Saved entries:
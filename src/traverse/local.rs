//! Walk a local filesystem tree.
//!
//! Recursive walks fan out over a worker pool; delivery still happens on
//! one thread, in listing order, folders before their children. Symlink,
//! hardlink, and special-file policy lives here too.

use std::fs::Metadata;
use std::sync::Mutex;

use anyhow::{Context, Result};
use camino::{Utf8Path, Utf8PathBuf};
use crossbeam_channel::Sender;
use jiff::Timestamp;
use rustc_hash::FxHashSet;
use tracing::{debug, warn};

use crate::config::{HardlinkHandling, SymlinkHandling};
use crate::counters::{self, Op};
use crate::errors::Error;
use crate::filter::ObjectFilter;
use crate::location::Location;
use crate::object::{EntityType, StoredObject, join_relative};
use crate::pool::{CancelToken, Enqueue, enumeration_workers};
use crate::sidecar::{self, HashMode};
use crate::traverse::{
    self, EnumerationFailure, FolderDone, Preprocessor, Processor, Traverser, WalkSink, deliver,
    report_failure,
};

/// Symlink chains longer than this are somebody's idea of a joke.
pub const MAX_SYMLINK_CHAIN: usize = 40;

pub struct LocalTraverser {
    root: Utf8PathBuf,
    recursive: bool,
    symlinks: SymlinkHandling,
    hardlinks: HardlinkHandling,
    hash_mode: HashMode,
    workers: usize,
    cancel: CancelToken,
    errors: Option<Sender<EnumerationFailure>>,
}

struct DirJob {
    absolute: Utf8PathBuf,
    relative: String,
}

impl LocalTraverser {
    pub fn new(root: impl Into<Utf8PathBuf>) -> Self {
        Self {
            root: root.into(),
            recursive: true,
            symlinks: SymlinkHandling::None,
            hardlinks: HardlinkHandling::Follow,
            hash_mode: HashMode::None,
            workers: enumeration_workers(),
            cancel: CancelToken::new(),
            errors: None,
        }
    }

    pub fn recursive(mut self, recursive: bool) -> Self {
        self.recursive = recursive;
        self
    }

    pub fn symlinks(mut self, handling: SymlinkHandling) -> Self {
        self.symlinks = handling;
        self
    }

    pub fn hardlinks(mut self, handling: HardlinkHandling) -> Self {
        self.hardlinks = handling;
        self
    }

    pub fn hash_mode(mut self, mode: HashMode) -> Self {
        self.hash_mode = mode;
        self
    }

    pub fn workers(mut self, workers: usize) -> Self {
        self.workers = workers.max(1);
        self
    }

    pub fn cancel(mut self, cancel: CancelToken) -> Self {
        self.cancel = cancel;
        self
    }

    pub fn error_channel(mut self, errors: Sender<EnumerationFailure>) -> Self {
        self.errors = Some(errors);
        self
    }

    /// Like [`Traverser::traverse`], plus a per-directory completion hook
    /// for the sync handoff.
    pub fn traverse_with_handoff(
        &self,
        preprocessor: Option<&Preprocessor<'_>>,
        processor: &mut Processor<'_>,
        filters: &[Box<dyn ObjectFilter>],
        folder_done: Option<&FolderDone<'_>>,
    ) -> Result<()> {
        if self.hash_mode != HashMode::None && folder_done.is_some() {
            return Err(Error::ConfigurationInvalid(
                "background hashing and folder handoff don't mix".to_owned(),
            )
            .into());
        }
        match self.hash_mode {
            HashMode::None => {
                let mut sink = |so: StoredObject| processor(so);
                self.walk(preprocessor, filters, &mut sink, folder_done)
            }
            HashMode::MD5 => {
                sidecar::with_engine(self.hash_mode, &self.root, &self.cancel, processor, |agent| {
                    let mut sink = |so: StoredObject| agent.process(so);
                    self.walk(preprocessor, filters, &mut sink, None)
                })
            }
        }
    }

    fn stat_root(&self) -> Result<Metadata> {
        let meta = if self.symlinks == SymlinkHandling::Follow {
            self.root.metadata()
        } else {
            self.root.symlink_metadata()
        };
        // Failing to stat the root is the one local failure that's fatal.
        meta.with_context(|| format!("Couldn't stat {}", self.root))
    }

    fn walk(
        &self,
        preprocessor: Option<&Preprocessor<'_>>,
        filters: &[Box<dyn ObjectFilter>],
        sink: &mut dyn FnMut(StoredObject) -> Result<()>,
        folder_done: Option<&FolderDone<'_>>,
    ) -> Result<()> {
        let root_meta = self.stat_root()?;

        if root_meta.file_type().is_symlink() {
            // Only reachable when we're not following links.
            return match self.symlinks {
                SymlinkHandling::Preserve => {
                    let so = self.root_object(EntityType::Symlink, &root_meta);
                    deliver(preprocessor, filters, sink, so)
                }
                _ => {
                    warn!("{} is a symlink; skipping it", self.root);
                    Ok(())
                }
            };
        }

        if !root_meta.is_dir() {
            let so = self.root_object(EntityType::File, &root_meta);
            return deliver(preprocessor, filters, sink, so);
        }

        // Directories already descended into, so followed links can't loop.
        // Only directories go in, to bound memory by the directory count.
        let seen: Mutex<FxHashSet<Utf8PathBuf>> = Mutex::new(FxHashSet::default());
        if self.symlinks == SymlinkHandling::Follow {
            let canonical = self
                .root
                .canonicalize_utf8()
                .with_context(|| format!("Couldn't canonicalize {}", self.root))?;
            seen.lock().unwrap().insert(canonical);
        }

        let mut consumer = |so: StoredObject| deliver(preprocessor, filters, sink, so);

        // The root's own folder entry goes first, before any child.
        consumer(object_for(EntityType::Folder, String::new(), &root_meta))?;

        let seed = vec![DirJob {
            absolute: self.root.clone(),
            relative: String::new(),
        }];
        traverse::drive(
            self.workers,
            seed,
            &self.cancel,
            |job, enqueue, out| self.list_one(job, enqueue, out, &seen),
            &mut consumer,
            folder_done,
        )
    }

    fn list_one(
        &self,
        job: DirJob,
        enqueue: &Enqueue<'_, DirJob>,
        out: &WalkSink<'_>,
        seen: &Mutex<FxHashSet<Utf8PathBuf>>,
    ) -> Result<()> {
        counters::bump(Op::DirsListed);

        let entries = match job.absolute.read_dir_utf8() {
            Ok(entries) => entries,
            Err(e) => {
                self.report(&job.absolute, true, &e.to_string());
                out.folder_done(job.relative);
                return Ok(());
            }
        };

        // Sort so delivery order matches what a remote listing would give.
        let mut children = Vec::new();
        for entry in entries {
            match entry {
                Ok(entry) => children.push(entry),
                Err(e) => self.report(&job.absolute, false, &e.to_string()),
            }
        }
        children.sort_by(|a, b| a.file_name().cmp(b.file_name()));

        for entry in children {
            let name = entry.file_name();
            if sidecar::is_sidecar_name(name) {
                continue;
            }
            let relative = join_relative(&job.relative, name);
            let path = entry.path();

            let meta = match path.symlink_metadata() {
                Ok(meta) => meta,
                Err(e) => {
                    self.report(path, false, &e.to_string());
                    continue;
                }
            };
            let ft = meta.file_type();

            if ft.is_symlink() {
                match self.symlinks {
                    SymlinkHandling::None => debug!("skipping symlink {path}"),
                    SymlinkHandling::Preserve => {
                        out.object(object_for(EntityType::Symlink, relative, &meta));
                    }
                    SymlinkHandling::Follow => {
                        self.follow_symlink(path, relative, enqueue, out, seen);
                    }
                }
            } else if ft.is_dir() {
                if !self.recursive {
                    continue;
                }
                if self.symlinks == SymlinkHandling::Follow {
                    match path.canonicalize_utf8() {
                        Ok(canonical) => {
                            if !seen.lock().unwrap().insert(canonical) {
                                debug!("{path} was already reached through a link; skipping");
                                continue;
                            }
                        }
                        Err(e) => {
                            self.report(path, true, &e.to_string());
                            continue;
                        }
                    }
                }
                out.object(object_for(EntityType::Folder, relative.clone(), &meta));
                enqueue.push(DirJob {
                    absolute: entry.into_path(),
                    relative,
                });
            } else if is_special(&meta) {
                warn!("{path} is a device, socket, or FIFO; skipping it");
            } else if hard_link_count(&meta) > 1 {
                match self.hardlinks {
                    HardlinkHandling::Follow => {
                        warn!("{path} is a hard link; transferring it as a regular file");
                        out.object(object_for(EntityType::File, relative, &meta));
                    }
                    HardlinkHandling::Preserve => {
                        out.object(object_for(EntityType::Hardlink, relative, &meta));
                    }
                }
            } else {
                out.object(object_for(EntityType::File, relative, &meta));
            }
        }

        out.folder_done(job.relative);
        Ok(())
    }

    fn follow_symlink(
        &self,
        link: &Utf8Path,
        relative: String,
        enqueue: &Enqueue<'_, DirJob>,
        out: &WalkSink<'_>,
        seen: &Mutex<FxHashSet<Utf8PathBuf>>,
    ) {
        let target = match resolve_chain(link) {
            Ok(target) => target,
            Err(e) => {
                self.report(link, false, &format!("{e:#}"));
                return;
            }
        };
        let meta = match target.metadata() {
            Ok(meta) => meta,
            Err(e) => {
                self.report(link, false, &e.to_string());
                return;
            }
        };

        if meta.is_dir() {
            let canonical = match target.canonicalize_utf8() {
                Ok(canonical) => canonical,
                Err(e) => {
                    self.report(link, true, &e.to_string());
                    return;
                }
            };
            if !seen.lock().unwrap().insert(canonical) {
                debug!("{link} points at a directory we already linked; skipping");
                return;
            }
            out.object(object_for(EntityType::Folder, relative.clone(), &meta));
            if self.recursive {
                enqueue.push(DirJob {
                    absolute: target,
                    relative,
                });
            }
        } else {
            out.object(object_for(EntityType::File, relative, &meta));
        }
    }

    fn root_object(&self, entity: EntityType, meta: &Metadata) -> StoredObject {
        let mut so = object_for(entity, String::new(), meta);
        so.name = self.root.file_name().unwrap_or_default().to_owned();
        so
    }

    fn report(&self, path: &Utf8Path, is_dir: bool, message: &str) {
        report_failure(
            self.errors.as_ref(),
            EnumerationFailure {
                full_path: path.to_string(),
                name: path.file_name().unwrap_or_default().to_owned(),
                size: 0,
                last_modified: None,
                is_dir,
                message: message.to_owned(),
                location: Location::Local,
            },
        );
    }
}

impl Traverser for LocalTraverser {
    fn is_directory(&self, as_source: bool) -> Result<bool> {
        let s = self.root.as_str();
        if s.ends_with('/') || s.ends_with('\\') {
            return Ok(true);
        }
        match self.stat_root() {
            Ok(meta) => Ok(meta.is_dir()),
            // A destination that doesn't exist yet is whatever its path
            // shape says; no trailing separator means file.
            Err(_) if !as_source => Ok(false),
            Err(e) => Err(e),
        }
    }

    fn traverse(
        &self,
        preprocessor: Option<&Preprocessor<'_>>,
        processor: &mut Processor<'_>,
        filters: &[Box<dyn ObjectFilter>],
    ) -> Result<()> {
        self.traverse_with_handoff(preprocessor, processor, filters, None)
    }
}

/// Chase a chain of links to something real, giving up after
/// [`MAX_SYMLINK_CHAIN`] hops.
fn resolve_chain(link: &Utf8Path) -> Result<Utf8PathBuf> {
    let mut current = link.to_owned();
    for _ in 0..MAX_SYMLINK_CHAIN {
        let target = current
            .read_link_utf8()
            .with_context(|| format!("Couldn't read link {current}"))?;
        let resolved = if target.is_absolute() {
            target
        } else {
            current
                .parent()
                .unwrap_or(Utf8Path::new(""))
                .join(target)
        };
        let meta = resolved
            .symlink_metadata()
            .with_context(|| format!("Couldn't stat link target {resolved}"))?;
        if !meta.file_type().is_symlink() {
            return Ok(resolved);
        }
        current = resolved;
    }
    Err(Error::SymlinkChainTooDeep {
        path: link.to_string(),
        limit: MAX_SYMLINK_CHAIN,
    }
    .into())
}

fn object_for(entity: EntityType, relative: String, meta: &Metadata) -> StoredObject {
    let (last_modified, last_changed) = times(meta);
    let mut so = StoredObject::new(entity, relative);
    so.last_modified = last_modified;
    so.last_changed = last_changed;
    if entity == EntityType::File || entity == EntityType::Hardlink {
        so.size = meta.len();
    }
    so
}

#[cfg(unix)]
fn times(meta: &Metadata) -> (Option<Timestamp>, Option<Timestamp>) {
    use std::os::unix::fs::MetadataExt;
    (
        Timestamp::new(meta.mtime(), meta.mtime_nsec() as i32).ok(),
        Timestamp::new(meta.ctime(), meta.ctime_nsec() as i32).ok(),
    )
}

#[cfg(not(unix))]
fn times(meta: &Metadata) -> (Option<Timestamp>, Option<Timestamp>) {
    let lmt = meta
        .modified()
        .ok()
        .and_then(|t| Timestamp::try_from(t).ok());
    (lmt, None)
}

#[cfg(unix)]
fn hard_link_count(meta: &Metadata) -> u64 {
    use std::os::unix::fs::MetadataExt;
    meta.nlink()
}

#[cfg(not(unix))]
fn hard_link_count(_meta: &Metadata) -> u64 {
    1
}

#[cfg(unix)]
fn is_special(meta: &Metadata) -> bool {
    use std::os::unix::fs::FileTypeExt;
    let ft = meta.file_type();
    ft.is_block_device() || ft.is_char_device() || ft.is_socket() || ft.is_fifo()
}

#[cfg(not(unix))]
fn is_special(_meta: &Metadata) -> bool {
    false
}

Work required: Could you find every line in the records above that has the string "HashMode" and copy it?

Response:
use crate::sidecar::{self, HashMode};
    hash_mode: HashMode,
            hash_mode: HashMode::None,
    pub fn hash_mode(mut self, mode: HashMode) -> Self {
        if self.hash_mode != HashMode::None && folder_done.is_some() {
            HashMode::None => {
            HashMode::MD5 => {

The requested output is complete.